§ **Saved data entries**:
^^^^^^^^

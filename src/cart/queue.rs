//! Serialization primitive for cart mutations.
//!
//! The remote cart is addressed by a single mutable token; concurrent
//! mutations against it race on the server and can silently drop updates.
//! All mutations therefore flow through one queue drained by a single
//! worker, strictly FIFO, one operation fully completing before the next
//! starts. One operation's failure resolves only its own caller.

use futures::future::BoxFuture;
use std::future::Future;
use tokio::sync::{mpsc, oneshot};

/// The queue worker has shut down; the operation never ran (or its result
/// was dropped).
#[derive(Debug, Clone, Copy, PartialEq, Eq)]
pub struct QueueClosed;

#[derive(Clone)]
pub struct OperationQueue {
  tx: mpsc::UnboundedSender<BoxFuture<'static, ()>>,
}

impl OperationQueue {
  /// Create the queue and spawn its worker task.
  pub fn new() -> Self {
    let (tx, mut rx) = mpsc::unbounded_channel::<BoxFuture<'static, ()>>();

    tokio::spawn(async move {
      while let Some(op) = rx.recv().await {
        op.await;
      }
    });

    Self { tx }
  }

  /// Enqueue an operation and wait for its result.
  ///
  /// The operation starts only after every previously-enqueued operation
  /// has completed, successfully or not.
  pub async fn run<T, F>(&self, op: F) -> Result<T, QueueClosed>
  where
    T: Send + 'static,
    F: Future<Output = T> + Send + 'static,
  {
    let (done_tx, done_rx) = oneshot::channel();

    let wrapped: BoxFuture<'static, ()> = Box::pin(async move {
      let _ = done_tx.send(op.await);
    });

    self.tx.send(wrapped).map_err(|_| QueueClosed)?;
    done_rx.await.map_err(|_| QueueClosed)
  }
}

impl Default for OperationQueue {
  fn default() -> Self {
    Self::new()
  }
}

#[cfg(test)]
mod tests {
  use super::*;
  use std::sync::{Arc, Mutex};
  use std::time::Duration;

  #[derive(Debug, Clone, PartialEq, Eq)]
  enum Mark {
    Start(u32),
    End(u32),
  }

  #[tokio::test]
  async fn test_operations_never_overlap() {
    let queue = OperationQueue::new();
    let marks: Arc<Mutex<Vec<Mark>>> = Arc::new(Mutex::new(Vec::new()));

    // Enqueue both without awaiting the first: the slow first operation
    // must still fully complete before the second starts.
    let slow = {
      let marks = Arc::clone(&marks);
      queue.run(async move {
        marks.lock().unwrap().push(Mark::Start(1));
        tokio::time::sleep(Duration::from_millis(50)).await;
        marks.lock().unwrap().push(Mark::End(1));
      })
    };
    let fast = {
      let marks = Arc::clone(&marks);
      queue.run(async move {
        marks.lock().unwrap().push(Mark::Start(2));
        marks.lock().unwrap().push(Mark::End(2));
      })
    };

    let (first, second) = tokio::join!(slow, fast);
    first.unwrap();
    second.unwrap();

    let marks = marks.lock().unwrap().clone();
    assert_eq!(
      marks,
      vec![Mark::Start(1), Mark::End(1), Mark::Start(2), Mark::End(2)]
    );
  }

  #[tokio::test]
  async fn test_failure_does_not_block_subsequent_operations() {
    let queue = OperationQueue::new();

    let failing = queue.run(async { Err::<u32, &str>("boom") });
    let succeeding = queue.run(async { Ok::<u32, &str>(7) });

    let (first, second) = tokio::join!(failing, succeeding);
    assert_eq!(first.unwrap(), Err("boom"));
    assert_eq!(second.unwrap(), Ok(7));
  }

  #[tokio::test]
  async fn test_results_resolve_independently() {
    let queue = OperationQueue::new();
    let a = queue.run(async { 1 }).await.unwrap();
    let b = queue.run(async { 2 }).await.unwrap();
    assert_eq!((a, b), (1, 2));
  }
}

^^^^^^^^

§ **Aim of the exercise**: Retype every entry without changing anything.

§ **Answer for the task**:
filename src/cart/queue.rs
//! Serialization primitive for cart mutations.
//!
//! The remote cart is addressed by a single mutable token; concurrent
//! mutations against it race on the server and can silently drop updates.
//! All mutations therefore flow through one queue drained by a single
//! worker, strictly FIFO, one operation fully completing before the next
//! starts. One operation's failure resolves only its own caller.

use futures::future::BoxFuture;
use std::future::Future;
use tokio::sync::{mpsc, oneshot};

/// The queue worker has shut down; the operation never ran (or its result
/// was dropped).
#[derive(Debug, Clone, Copy, PartialEq, Eq)]
pub struct QueueClosed;

#[derive(Clone)]
pub struct OperationQueue {
  tx: mpsc::UnboundedSender<BoxFuture<'static, ()>>,
}

impl OperationQueue {
  /// Create the queue and spawn its worker task.
  pub fn new() -> Self {
    let (tx, mut rx) = mpsc::unbounded_channel::<BoxFuture<'static, ()>>();

    tokio::spawn(async move {
      while let Some(op) = rx.recv().await {
        op.await;
      }
    });

    Self { tx }
  }

  /// Enqueue an operation and wait for its result.
  ///
  /// The operation starts only after every previously-enqueued operation
  /// has completed, successfully or not.
  pub async fn run<T, F>(&self, op: F) -> Result<T, QueueClosed>
  where
    T: Send + 'static,
    F: Future<Output = T> + Send + 'static,
  {
    let (done_tx, done_rx) = oneshot::channel();

    let wrapped: BoxFuture<'static, ()> = Box::pin(async move {
      let _ = done_tx.send(op.await);
    });

    self.tx.send(wrapped).map_err(|_| QueueClosed)?;
    done_rx.await.map_err(|_| QueueClosed)
  }
}

impl Default for OperationQueue {
  fn default() -> Self {
    Self::new()
  }
}

#[cfg(test)]
mod tests {
  use super::*;
  use std::sync::{Arc, Mutex};
  use std::time::Duration;

  #[derive(Debug, Clone, PartialEq, Eq)]
  enum Mark {
    Start(u32),
    End(u32),
  }

  #[tokio::test]
  async fn test_operations_never_overlap() {
    let queue = OperationQueue::new();
    let marks: Arc<Mutex<Vec<Mark>>> = Arc::new(Mutex::new(Vec::new()));

    // Enqueue both without awaiting the first: the slow first operation
    // must still fully complete before the second starts.
    let slow = {
      let marks = Arc::clone(&marks);
      queue.run(async move {
        marks.lock().unwrap().push(Mark::Start(1));
        tokio::time::sleep(Duration::from_millis(50)).await;
        marks.lock().unwrap().push(Mark::End(1));
      })
    };
    let fast = {
      let marks = Arc::clone(&marks);
      queue.run(async move {
        marks.lock().unwrap().push(Mark::Start(2));
        marks.lock().unwrap().push(Mark::End(2));
      })
    };

    let (first, second) = tokio::join!(slow, fast);
    first.unwrap();
    second.unwrap();

    let marks = marks.lock().unwrap().clone();
    assert_eq!(
      marks,
      vec![Mark::Start(1), Mark::End(1), Mark::Start(2), Mark::End(2)]
    );
  }

  #[tokio::test]
  async fn test_failure_does_not_block_subsequent_operations() {
    let queue = OperationQueue::new();

    let failing = queue.run(async { Err::<u32, &str>("boom") });
    let succeeding = queue.run(async { Ok::<u32, &str>(7) });

    let (first, second) = tokio::join!(failing, succeeding);
    assert_eq!(first.unwrap(), Err("boom"));
    assert_eq!(second.unwrap(), Ok(7));
  }

  #[tokio::test]
  async fn test_results_resolve_independently() {
    let queue = OperationQueue::new();
    let a = queue.run(async { 1 }).await.unwrap();
    let b = queue.run(async { 2 }).await.unwrap();
    assert_eq!((a, b), (1, 2));
  }
}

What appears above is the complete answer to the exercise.